At once Bruce stood, the tablet he'd forgotten sliding off his lap to the floor. A smile tugged at the corner of Natasha's dry lips as she watched him stoop to pick it up and check the screen for damages before setting it on the desk. He bumped it with his elbow when he turned, nearly knocking it off again, and he overfilled the glass of water at the tap.
As he returned to her bedside, she tried to sit up.
"Wait, let me help." Bruce moved to adjust the back of the table into a more upright position. She reached for the glass, but to her dismay the movement winded her. He supported the glass as she drank. "Take it slow…Make sure you can keep it down…"
She swallowed, the water deliciously cool and an instant relief to her parched throat. His eyes met hers.
"You look like hell, Bruce."
He let out a puff of a laugh as he lifted his chin and rubbed his fingers across the growth of beard. Natasha heard the rasp of it, the lab silent except for the steady blip of the heart monitor and the hum of the computers. "I don't have to lose nearly thirty percent of my blood volume to achieve that."

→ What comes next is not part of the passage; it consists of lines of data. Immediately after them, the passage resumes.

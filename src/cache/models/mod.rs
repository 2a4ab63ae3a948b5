/// 缓存数据模型

// 定位缓存模型
pub mod location;

pub use location::CachedLocationRecord;
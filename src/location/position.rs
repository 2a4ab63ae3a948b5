use std::sync::RwLock;

use futures_util::future::{BoxFuture, FutureExt};

use super::Coordinate;
use crate::error::PositionError;

/// 设备定位接口
pub trait PositionProvider: Send + Sync {
    fn get_position(&self) -> BoxFuture<'_, Result<Coordinate, PositionError>>;
}

/// 固定坐标，开发环境的虚拟定位
#[derive(Debug, Clone, Copy)]
pub struct FixedPositionProvider {
    coordinate: Coordinate,
}

impl FixedPositionProvider {
    pub fn new(coordinate: Coordinate) -> Self {
        Self { coordinate }
    }
}

impl PositionProvider for FixedPositionProvider {
    fn get_position(&self) -> BoxFuture<'_, Result<Coordinate, PositionError>> {
        let coordinate = self.coordinate;
        async move {
            tracing::debug!(
                "Using mock position: {}, {}",
                coordinate.latitude(),
                coordinate.longitude()
            );
            Ok(coordinate)
        }
        .boxed()
    }
}

/// 由小程序端上报的最新坐标
#[derive(Debug, Default)]
pub struct ReportedPositionProvider {
    latest: RwLock<Option<Coordinate>>,
}

impl ReportedPositionProvider {
    pub fn new() -> Self {
        Self::default()
    }

    pub fn report(&self, coordinate: Coordinate) {
        let mut latest = self
            .latest
            .write()
            .unwrap_or_else(|poisoned| poisoned.into_inner());
        *latest = Some(coordinate);
    }

    pub fn latest(&self) -> Option<Coordinate> {
        *self
            .latest
            .read()
            .unwrap_or_else(|poisoned| poisoned.into_inner())
    }
}

impl PositionProvider for ReportedPositionProvider {
    fn get_position(&self) -> BoxFuture<'_, Result<Coordinate, PositionError>> {
        let latest = self.latest();
        async move {
            latest.ok_or_else(|| PositionError::Unavailable("no position reported yet".into()))
        }
        .boxed()
    }
}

That much? She let her head rest back against the pillow. "I don't want to know how I look."
"You've looked better," he said, offering the glass again.
"Your bedside manner sucks."
"I was going to say your worst is still better than most people's best."
Bruce glanced away, intent on his thumb wiping the condensation from the glass. His lower lip caught between his teeth in that self-conscious expression Natasha knew so well-now she knew why.
To her surprise, he lifted his gaze to meet hers again and said, "Your eyes open was one of the most beautiful sights I've ever seen."
Blip-blip-blip. The tempo of the heart monitor increased, and he broke their eye contact to look at it. Natasha reached for the glass and of water and took a long drink, inhaling and exhaling slowly until her heart resumed its usual rhythm.
"Did I need a transfusion?"
"Not so far," Bruce answered, returning to her bedside, "but you still could. Dr. Cho's on her way from Seoul right now."
"Is that necessary? You obviously stopped the bleeding, or we wouldn't be having this conversation now."
He shook his head, one corner of his mouth curving in that self-effacing half-smile. "Battlefield medicine isn't my area of expertise. You were on the ground…"
His sentence trailed off, the slight smile fading with the words as his eyes darkened with a distant expression. She could see him reliving the scene in the Transylvanian woods.
"The risk of infection alone is…And if I didn't suture your artery just right, you could develop circulatory problems…If it's between being overly cautious and you losing your leg…" He finished with a shrug.
"If I do, I'll sue you for malpractice," Natasha teased, hating that he felt that weight of responsibility on top of everything else.
"I don't even have a medical license." The joke came out brittle.
With effort, Natasha reached out and touched his face. "Have you slept at all since your transformation?"
"Cat naps," Bruce admitted.
She scuffed his cheekbone with her thumb, felt the soft prickle of his stubble against her palm as he leaned into her touch.
"Sun's getting' real low…"
"I think that only works on the Other Guy."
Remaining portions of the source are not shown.